あっと思い、「すみません」と口を挟んだ。「それは心臓の手術が終わった後に飲んでいた薬と同じだと思います。それを使っても意味がないのでは? 薬を変えてください」
産婦人科医の男性オメガが手をひざへ置いた。
「残念ながら今の日本には、ほかの薬がありません。現在、使っているものが最新のものになります」
「ほかにない?」
目の前の白衣を来た人間が「そうです」と首を縦に振る。「海外でも番契約の解除に関する研究は行われていますし、薬も作られています。しかし海外のものは、いまだに副作用が強く臓器へも大きな負担があり、記憶障害などの報告も多くあります。桐生様が以前ご使用になられたものが一番副作用が少ないタイプです」
「では、ほかのオメガの方は薬が効かない場合、どうやって番契約を解除しているんですか?」
目の前の医師は、PCの横にある縦型のデュアルモニターに映った、おれの首の骨のレントゲン写真や子宮の映像の中に少しでも不審な点がないかと注視する。

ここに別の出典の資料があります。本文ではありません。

use crate::Emulator;
use crate::error::EmulatorError;
use axum::{
    extract::State,
    http::HeaderMap,
    response::{IntoResponse, Response},
};
use std::collections::HashMap;
use serde_json::{json, Value};
use std::sync::Arc;
use crate::adapters::aws_query::parse_query_string;

pub async fn handle_request(
    State(emulator): State<Arc<Emulator>>,
    headers: HeaderMap,
    body_str: String,
) -> Response {
    // AWS IAM uses application/x-www-form-urlencoded
    let params: HashMap<String, String> = parse_query_string(&body_str);
    let action = params.get("Action").map(|s| s.as_str()).unwrap_or("");

    let result = match action {
        "CreateRole" => create_role(&emulator, &params).await,
        "GetRole" => get_role(&emulator, &params).await,
        "ListRoles" => list_roles(&emulator, &params).await,
        "CreatePolicy" => create_policy(&emulator, &params).await,
        "ListPolicies" => list_policies(&emulator, &params).await,
        "AttachRolePolicy" => attach_role_policy(&emulator, &params).await,
        "CreateUser" => create_user(&emulator, &params).await,
        "ListUsers" => list_users(&emulator, &params).await,
        "CreateAccessKey" => create_access_key(&emulator, &params).await,
        _ => Err(EmulatorError::NotImplemented(format!("IAM action: {}", action))),
    };

    match result {
        Ok(val) => (axum::http::StatusCode::OK, axum::response::Json(val)).into_response(), 
        Err(e) => crate::error::ApiError(e).into_response(),
    }
}

async fn create_role(emulator: &Emulator, params: &HashMap<String, String>) -> Result<Value, EmulatorError> {
    let name = params.get("RoleName").ok_or_else(|| EmulatorError::InvalidArgument("Missing RoleName".into()))?;
    let doc = params.get("AssumeRolePolicyDocument").ok_or_else(|| EmulatorError::InvalidArgument("Missing PolicyDocument".into()))?;
    
    let role = emulator.iam.storage.create_role(name, doc)?;

    Ok(json!({
        "CreateRoleResponse": {
            "CreateRoleResult": {
                "Role": {
                    "RoleName": role.name,
                    "RoleId": "AROA...", 
                    "Arn": role.arn,
                    "CreateDate": "2023-01-01T00:00:00Z",
                    "Path": role.path,
                    "AssumeRolePolicyDocument": role.assume_role_policy_document
                }
            },
            "ResponseMetadata": {
                "RequestId": "req-123"
            }
        }
    }))
}

async fn get_role(emulator: &Emulator, params: &HashMap<String, String>) -> Result<Value, EmulatorError> {
    let name = params.get("RoleName").ok_or_else(|| EmulatorError::InvalidArgument("Missing RoleName".into()))?;
    let role = emulator.iam.storage.get_role(name)?;
    
     Ok(json!({
        "GetRoleResponse": {
            "GetRoleResult": {
                "Role": {
                    "RoleName": role.name,
                    "RoleId": "AROA...", 
                    "Arn": role.arn,
                    "CreateDate": "2023-01-01T00:00:00Z",
                    "Path": role.path,
                    "AssumeRolePolicyDocument": role.assume_role_policy_document
                }
            },
            "ResponseMetadata": {
                "RequestId": "req-123"
            }
        }
    }))
}

async fn list_roles(emulator: &Emulator, _params: &HashMap<String, String>) -> Result<Value, EmulatorError> {
    let roles = emulator.iam.storage.list_roles()?;
    
    let roles_json: Vec<Value> = roles.into_iter().map(|r| {
        json!({
            "RoleName": r.name,
            "RoleId": "AROA...",
            "Arn": r.arn,
            "CreateDate": "2023-01-01T00:00:00Z",
            "Path": r.path,
            "AssumeRolePolicyDocument": r.assume_role_policy_document
        })
    }).collect();

     Ok(json!({
        "ListRolesResponse": {
            "ListRolesResult": {
                "Roles": roles_json,
                "IsTruncated": false
            },
            "ResponseMetadata": {
                "RequestId": "req-123"
            }
        }
    }))
}

async fn create_policy(emulator: &Emulator, params: &HashMap<String, String>) -> Result<Value, EmulatorError> {
    let name = params.get("PolicyName").ok_or_else(|| EmulatorError::InvalidArgument("Missing PolicyName".into()))?;
    let doc = params.get("PolicyDocument").ok_or_else(|| EmulatorError::InvalidArgument("Missing PolicyDocument".into()))?;

    let policy = emulator.iam.storage.create_policy(name, doc)?;

    Ok(json!({
        "CreatePolicyResponse": {
            "CreatePolicyResult": {
                "Policy": {
                    "PolicyName": policy.name,
                    "PolicyId": "ANPA...",
                    "Arn": policy.arn,
                    "Path": policy.path,
                    "DefaultVersionId": policy.default_version_id,
                    "AttachmentCount": 0,
                    "PermissionsBoundaryUsageCount": 0,
                    "IsAttachable": true,
                    "CreateDate": "2023-01-01T00:00:00Z",
                    "UpdateDate": "2023-01-01T00:00:00Z"
                }
            },
            "ResponseMetadata": {
                "RequestId": "req-123"
            }
        }
    }))
}

async fn list_policies(emulator: &Emulator, _params: &HashMap<String, String>) -> Result<Value, EmulatorError> {
    let policies = emulator.iam.storage.list_policies()?;
    
    let policies_json: Vec<Value> = policies.into_iter().map(|p| {
        json!({
            "PolicyName": p.name,
            "PolicyId": "ANPA...",
            "Arn": p.arn,
            "Path": p.path,
            "DefaultVersionId": p.default_version_id,
            "AttachmentCount": 0,
            "PermissionsBoundaryUsageCount": 0,
            "IsAttachable": true,
            "CreateDate": "2023-01-01T00:00:00Z",
            "UpdateDate": "2023-01-01T00:00:00Z"
        })
    }).collect();

     Ok(json!({
        "ListPoliciesResponse": {
            "ListPoliciesResult": {
                 "Policies": policies_json,
                 "IsTruncated": false
            },
            "ResponseMetadata": {
                "RequestId": "req-123"
            }
        }
    }))
}

async fn attach_role_policy(emulator: &Emulator, params: &HashMap<String, String>) -> Result<Value, EmulatorError> {
    let role_name = params.get("RoleName").ok_or_else(|| EmulatorError::InvalidArgument("Missing RoleName".into()))?;
    let policy_arn = params.get("PolicyArn").ok_or_else(|| EmulatorError::InvalidArgument("Missing PolicyArn".into()))?;

    emulator.iam.storage.attach_role_policy(role_name, policy_arn)?;

     Ok(json!({
        "AttachRolePolicyResponse": {
            "ResponseMetadata": {
                "RequestId": "req-123"
            }
        }
    }))
}

async fn create_user(emulator: &Emulator, params: &HashMap<String, String>) -> Result<Value, EmulatorError> {
    let name = params.get("UserName").ok_or_else(|| EmulatorError::InvalidArgument("Missing UserName".into()))?;
    
    let user = emulator.iam.storage.create_user(name)?;

    Ok(json!({
        "CreateUserResponse": {
            "CreateUserResult": {
                "User": {
                    "UserName": user.name,
                    "UserId": user.id, 
                    "Arn": user.arn,
                    "CreateDate": "2023-01-01T00:00:00Z",
                    "Path": user.path
                }
            },
            "ResponseMetadata": {
                "RequestId": "req-123"
            }
        }
    }))
}

async fn list_users(emulator: &Emulator, _params: &HashMap<String, String>) -> Result<Value, EmulatorError> {
    let users = emulator.iam.storage.list_iam_users()?;
    
    let users_json: Vec<Value> = users.into_iter().map(|u| {
        json!({
            "UserName": u.name,
            "UserId": u.id,
            "Arn": u.arn,
            "CreateDate": "2023-01-01T00:00:00Z",
            "Path": u.path
        })
    }).collect();

     Ok(json!({
        "ListUsersResponse": {
            "ListUsersResult": {
                "Users": users_json,
                "IsTruncated": false
            },
            "ResponseMetadata": {
                "RequestId": "req-123"
            }
        }
    }))
}

async fn create_access_key(emulator: &Emulator, params: &HashMap<String, String>) -> Result<Value, EmulatorError> {
    let name = params.get("UserName").ok_or_else(|| EmulatorError::InvalidArgument("Missing UserName".into()))?;
    
    let key = emulator.iam.storage.create_access_key(name)?;

    Ok(json!({
        "CreateAccessKeyResponse": {
            "CreateAccessKeyResult": {
                "AccessKey": {
                     "UserName": key.user_name,
                     "AccessKeyId": key.access_key_id,
                     "Status": key.status,
                     "SecretAccessKey": key.secret_access_key,
                     "CreateDate": "2023-01-01T00:00:00Z"
                }
            },
            "ResponseMetadata": {
                "RequestId": "req-123"
            }
        }
    }))
}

「まず脳外科医が執刀を担当し、脳に直接作用する特別な機器を使ってアルファの記憶を抹消します。パソコンやスマホに入っている一部のデータを完全に削除するように」
想像以上の恐ろしい答えに思わず、ごくんと生唾を飲んだ。
「オメガは、アルファにうなじを強く噛まれたときにできた小さな傷口からアルファのDNAを取り込むと子宮や脳下垂体のフェロモンが変化し、ほかのアルファを誘わない状態になると言われています。脳の記憶を削除した後は、番のいないフェロモンの状態にする器具を子宮へ入れる手術を産婦人科医が行います。器具を入れると次第に脳みそが番の契約はなかったと判断し、オメガの身体を番契約が行われる以前の状態へリセットするのです。最後に皮膚科医で、うなじの皮膚の再形成を行います。血液検査の数値が番のいないオメガの基準値と同じか、それ以下になっていれば契約解除です」
「もし、このまま定期的に検査を受けながら薬を摂取していく形にしたら、契約を解除するのにどれくらい掛かりますか?」
「一概に言い切れるものではありませんが早ければ三ヵ月、長いと十年から十五年以上は掛かります」
三ヵ月でも、とんでもなく長いのに十年、十五年だなんて冗談じゃない。
アルバイトやパートではオメガは食べていけない。三ヵ月に一度の発情期で必ず三日から一週間は仕事を休むことになるから戦力外とされ、低賃金労働者になってしまうのだ。
医療費が発生する上に先輩と一緒に住んでいたマンションの賃料が発生する。ふたりで働きながら毎月払っていた額を、これからはひとりで払うのだ。
まともに社会復帰ができないまま、この先、どうやって生活をすればいいのだろうと途方に暮れる。
「とりあえず今は痛み止めや、精神安定剤なんかで様子を見ましょう。次の診療予約はいつにします?」と訊 かれ、適当な日にちを告げたところで診察は終わった。
薬の量が一気に増え、財布の中から紙幣が消えた。
企業で働けなくなったおれは、短期のアルバイトやパートを掛け持ちしていたが、再度心臓を悪くしたのだ。
結局また両親の世話になり、二度目の手術をすることになった。
手術が終わり、一命を取りとめたときには、契約を解除する薬を飲む道しか残されていなかったのだ。
一日も早く以前のように働けることを祈りながら一年また一年と、ときがいたずらに過ぎていく。
番契約が完全に解除され、健康を取り戻したときには、先輩が亡くなってから五年も経っていた。